Segment Start: Task data
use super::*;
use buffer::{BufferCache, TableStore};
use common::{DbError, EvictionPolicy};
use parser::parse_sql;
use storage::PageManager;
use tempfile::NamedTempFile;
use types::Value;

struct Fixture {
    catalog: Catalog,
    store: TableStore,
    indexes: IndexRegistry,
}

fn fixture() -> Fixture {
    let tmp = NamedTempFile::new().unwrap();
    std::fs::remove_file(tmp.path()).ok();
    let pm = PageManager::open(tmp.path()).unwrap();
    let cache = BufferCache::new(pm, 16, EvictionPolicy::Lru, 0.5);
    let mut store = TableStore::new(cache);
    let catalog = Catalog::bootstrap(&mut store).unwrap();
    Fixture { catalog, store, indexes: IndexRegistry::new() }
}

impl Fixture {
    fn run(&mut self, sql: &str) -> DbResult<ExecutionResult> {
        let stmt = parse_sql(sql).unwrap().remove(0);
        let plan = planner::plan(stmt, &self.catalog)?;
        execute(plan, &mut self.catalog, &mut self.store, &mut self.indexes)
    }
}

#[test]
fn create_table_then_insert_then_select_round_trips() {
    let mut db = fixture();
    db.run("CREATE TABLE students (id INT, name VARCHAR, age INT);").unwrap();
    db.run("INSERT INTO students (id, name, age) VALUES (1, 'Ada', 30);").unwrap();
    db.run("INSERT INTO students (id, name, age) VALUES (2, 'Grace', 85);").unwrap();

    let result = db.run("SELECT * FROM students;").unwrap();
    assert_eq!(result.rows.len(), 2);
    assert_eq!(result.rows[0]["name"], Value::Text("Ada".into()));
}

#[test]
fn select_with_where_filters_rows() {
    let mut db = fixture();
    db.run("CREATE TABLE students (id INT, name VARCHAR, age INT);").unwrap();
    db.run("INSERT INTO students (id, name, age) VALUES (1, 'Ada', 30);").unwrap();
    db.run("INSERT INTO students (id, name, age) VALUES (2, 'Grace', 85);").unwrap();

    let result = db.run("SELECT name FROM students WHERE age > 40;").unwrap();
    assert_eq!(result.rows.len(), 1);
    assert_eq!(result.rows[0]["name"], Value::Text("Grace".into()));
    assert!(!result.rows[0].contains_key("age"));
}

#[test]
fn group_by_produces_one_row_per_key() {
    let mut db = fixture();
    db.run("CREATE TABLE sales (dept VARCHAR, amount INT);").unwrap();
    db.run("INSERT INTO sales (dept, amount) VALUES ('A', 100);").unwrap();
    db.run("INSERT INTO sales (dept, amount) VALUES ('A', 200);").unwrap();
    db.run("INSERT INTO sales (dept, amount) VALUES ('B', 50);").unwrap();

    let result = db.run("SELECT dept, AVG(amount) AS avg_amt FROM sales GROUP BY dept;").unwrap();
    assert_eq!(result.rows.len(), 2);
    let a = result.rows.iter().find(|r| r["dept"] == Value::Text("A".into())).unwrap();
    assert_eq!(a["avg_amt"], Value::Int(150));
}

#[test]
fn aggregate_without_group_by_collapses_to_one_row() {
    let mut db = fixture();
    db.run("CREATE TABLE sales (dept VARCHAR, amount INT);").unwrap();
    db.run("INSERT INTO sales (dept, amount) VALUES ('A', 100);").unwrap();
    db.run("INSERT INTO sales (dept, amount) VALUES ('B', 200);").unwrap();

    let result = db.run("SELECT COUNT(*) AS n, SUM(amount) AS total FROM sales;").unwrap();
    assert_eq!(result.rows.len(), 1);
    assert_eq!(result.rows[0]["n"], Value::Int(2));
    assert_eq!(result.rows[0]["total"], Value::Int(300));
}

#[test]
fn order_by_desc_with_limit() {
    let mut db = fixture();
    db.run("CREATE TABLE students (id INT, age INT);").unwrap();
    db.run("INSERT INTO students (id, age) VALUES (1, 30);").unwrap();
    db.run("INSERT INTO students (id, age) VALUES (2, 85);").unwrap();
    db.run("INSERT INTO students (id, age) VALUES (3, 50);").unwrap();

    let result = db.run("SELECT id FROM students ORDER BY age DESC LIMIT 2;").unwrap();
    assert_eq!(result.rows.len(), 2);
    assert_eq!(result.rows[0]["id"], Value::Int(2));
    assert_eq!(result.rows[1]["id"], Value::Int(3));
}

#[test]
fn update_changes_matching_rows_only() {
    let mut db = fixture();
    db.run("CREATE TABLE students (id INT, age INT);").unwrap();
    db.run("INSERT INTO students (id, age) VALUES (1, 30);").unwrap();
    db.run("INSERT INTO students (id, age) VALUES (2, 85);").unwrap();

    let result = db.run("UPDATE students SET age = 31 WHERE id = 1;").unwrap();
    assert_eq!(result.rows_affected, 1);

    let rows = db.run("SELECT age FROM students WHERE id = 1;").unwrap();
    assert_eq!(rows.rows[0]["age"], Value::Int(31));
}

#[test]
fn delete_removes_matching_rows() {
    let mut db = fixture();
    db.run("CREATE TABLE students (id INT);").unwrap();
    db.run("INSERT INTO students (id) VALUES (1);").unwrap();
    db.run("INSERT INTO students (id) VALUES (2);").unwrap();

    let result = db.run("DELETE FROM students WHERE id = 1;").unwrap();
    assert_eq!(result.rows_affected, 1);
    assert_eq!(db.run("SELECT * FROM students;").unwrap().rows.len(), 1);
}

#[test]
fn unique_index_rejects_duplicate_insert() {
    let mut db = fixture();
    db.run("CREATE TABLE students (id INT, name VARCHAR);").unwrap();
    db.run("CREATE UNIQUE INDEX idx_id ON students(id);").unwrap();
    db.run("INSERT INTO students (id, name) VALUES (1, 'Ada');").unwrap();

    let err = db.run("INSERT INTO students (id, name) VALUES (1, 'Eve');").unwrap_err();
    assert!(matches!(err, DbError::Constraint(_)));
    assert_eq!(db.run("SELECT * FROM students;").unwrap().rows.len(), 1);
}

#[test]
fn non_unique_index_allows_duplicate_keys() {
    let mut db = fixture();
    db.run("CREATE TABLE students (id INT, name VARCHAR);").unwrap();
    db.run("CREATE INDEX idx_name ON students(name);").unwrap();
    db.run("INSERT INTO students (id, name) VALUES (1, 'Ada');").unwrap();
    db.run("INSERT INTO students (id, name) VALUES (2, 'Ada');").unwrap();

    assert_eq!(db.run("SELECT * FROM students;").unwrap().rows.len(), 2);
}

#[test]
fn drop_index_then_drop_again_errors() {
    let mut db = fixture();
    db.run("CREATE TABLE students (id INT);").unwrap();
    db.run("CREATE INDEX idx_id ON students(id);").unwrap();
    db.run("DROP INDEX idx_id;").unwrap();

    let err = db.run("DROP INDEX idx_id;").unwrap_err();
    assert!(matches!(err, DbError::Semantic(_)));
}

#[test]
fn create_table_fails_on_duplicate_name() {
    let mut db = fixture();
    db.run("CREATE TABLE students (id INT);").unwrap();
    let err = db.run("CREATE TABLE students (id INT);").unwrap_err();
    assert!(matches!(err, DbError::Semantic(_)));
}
Segment End: Task data
Type out all of the records again, exactly.

use super::*;
use buffer::{BufferCache, TableStore};
use common::{DbError, EvictionPolicy};
use parser::parse_sql;
use storage::PageManager;
use tempfile::NamedTempFile;
use types::Value;

struct Fixture {
    catalog: Catalog,
    store: TableStore,
    indexes: IndexRegistry,
}

fn fixture() -> Fixture {
    let tmp = NamedTempFile::new().unwrap();
    std::fs::remove_file(tmp.path()).ok();
    let pm = PageManager::open(tmp.path()).unwrap();
    let cache = BufferCache::new(pm, 16, EvictionPolicy::Lru, 0.5);
    let mut store = TableStore::new(cache);
    let catalog = Catalog::bootstrap(&mut store).unwrap();
    Fixture { catalog, store, indexes: IndexRegistry::new() }
}

impl Fixture {
    fn run(&mut self, sql: &str) -> DbResult<ExecutionResult> {
        let stmt = parse_sql(sql).unwrap().remove(0);
        let plan = planner::plan(stmt, &self.catalog)?;
        execute(plan, &mut self.catalog, &mut self.store, &mut self.indexes)
    }
}

#[test]
fn create_table_then_insert_then_select_round_trips() {
    let mut db = fixture();
    db.run("CREATE TABLE students (id INT, name VARCHAR, age INT);").unwrap();
    db.run("INSERT INTO students (id, name, age) VALUES (1, 'Ada', 30);").unwrap();
    db.run("INSERT INTO students (id, name, age) VALUES (2, 'Grace', 85);").unwrap();

    let result = db.run("SELECT * FROM students;").unwrap();
    assert_eq!(result.rows.len(), 2);
    assert_eq!(result.rows[0]["name"], Value::Text("Ada".into()));
}

#[test]
fn select_with_where_filters_rows() {
    let mut db = fixture();
    db.run("CREATE TABLE students (id INT, name VARCHAR, age INT);").unwrap();
    db.run("INSERT INTO students (id, name, age) VALUES (1, 'Ada', 30);").unwrap();
    db.run("INSERT INTO students (id, name, age) VALUES (2, 'Grace', 85);").unwrap();

    let result = db.run("SELECT name FROM students WHERE age > 40;").unwrap();
    assert_eq!(result.rows.len(), 1);
    assert_eq!(result.rows[0]["name"], Value::Text("Grace".into()));
    assert!(!result.rows[0].contains_key("age"));
}

#[test]
fn group_by_produces_one_row_per_key() {
    let mut db = fixture();
    db.run("CREATE TABLE sales (dept VARCHAR, amount INT);").unwrap();
    db.run("INSERT INTO sales (dept, amount) VALUES ('A', 100);").unwrap();
    db.run("INSERT INTO sales (dept, amount) VALUES ('A', 200);").unwrap();
    db.run("INSERT INTO sales (dept, amount) VALUES ('B', 50);").unwrap();

    let result = db.run("SELECT dept, AVG(amount) AS avg_amt FROM sales GROUP BY dept;").unwrap();
    assert_eq!(result.rows.len(), 2);
    let a = result.rows.iter().find(|r| r["dept"] == Value::Text("A".into())).unwrap();
    assert_eq!(a["avg_amt"], Value::Int(150));
}

#[test]
fn aggregate_without_group_by_collapses_to_one_row() {
    let mut db = fixture();
    db.run("CREATE TABLE sales (dept VARCHAR, amount INT);").unwrap();
    db.run("INSERT INTO sales (dept, amount) VALUES ('A', 100);").unwrap();
    db.run("INSERT INTO sales (dept, amount) VALUES ('B', 200);").unwrap();

    let result = db.run("SELECT COUNT(*) AS n, SUM(amount) AS total FROM sales;").unwrap();
    assert_eq!(result.rows.len(), 1);
    assert_eq!(result.rows[0]["n"], Value::Int(2));
    assert_eq!(result.rows[0]["total"], Value::Int(300));
}

#[test]
fn order_by_desc_with_limit() {
    let mut db = fixture();
    db.run("CREATE TABLE students (id INT, age INT);").unwrap();
    db.run("INSERT INTO students (id, age) VALUES (1, 30);").unwrap();
    db.run("INSERT INTO students (id, age) VALUES (2, 85);").unwrap();
    db.run("INSERT INTO students (id, age) VALUES (3, 50);").unwrap();

    let result = db.run("SELECT id FROM students ORDER BY age DESC LIMIT 2;").unwrap();
    assert_eq!(result.rows.len(), 2);
    assert_eq!(result.rows[0]["id"], Value::Int(2));
    assert_eq!(result.rows[1]["id"], Value::Int(3));
}

#[test]
fn update_changes_matching_rows_only() {
    let mut db = fixture();
    db.run("CREATE TABLE students (id INT, age INT);").unwrap();
    db.run("INSERT INTO students (id, age) VALUES (1, 30);").unwrap();
    db.run("INSERT INTO students (id, age) VALUES (2, 85);").unwrap();

    let result = db.run("UPDATE students SET age = 31 WHERE id = 1;").unwrap();
    assert_eq!(result.rows_affected, 1);

    let rows = db.run("SELECT age FROM students WHERE id = 1;").unwrap();
    assert_eq!(rows.rows[0]["age"], Value::Int(31));
}

#[test]
fn delete_removes_matching_rows() {
    let mut db = fixture();
    db.run("CREATE TABLE students (id INT);").unwrap();
    db.run("INSERT INTO students (id) VALUES (1);").unwrap();
    db.run("INSERT INTO students (id) VALUES (2);").unwrap();

    let result = db.run("DELETE FROM students WHERE id = 1;").unwrap();
    assert_eq!(result.rows_affected, 1);
    assert_eq!(db.run("SELECT * FROM students;").unwrap().rows.len(), 1);
}

#[test]
fn unique_index_rejects_duplicate_insert() {
    let mut db = fixture();
    db.run("CREATE TABLE students (id INT, name VARCHAR);").unwrap();
    db.run("CREATE UNIQUE INDEX idx_id ON students(id);").unwrap();
    db.run("INSERT INTO students (id, name) VALUES (1, 'Ada');").unwrap();

    let err = db.run("INSERT INTO students (id, name) VALUES (1, 'Eve');").unwrap_err();
    assert!(matches!(err, DbError::Constraint(_)));
    assert_eq!(db.run("SELECT * FROM students;").unwrap().rows.len(), 1);
}

#[test]
fn non_unique_index_allows_duplicate_keys() {
    let mut db = fixture();
    db.run("CREATE TABLE students (id INT, name VARCHAR);").unwrap();
    db.run("CREATE INDEX idx_name ON students(name);").unwrap();
    db.run("INSERT INTO students (id, name) VALUES (1, 'Ada');").unwrap();
    db.run("INSERT INTO students (id, name) VALUES (2, 'Ada');").unwrap();

    assert_eq!(db.run("SELECT * FROM students;").unwrap().rows.len(), 2);
}

#[test]
fn drop_index_then_drop_again_errors() {
    let mut db = fixture();
    db.run("CREATE TABLE students (id INT);").unwrap();
    db.run("CREATE INDEX idx_id ON students(id);").unwrap();
    db.run("DROP INDEX idx_id;").unwrap();

    let err = db.run("DROP INDEX idx_id;").unwrap_err();
    assert!(matches!(err, DbError::Semantic(_)));
}

#[test]
fn create_table_fails_on_duplicate_name() {
    let mut db = fixture();
    db.run("CREATE TABLE students (id INT);").unwrap();
    let err = db.run("CREATE TABLE students (id INT);").unwrap_err();
    assert!(matches!(err, DbError::Semantic(_)));
}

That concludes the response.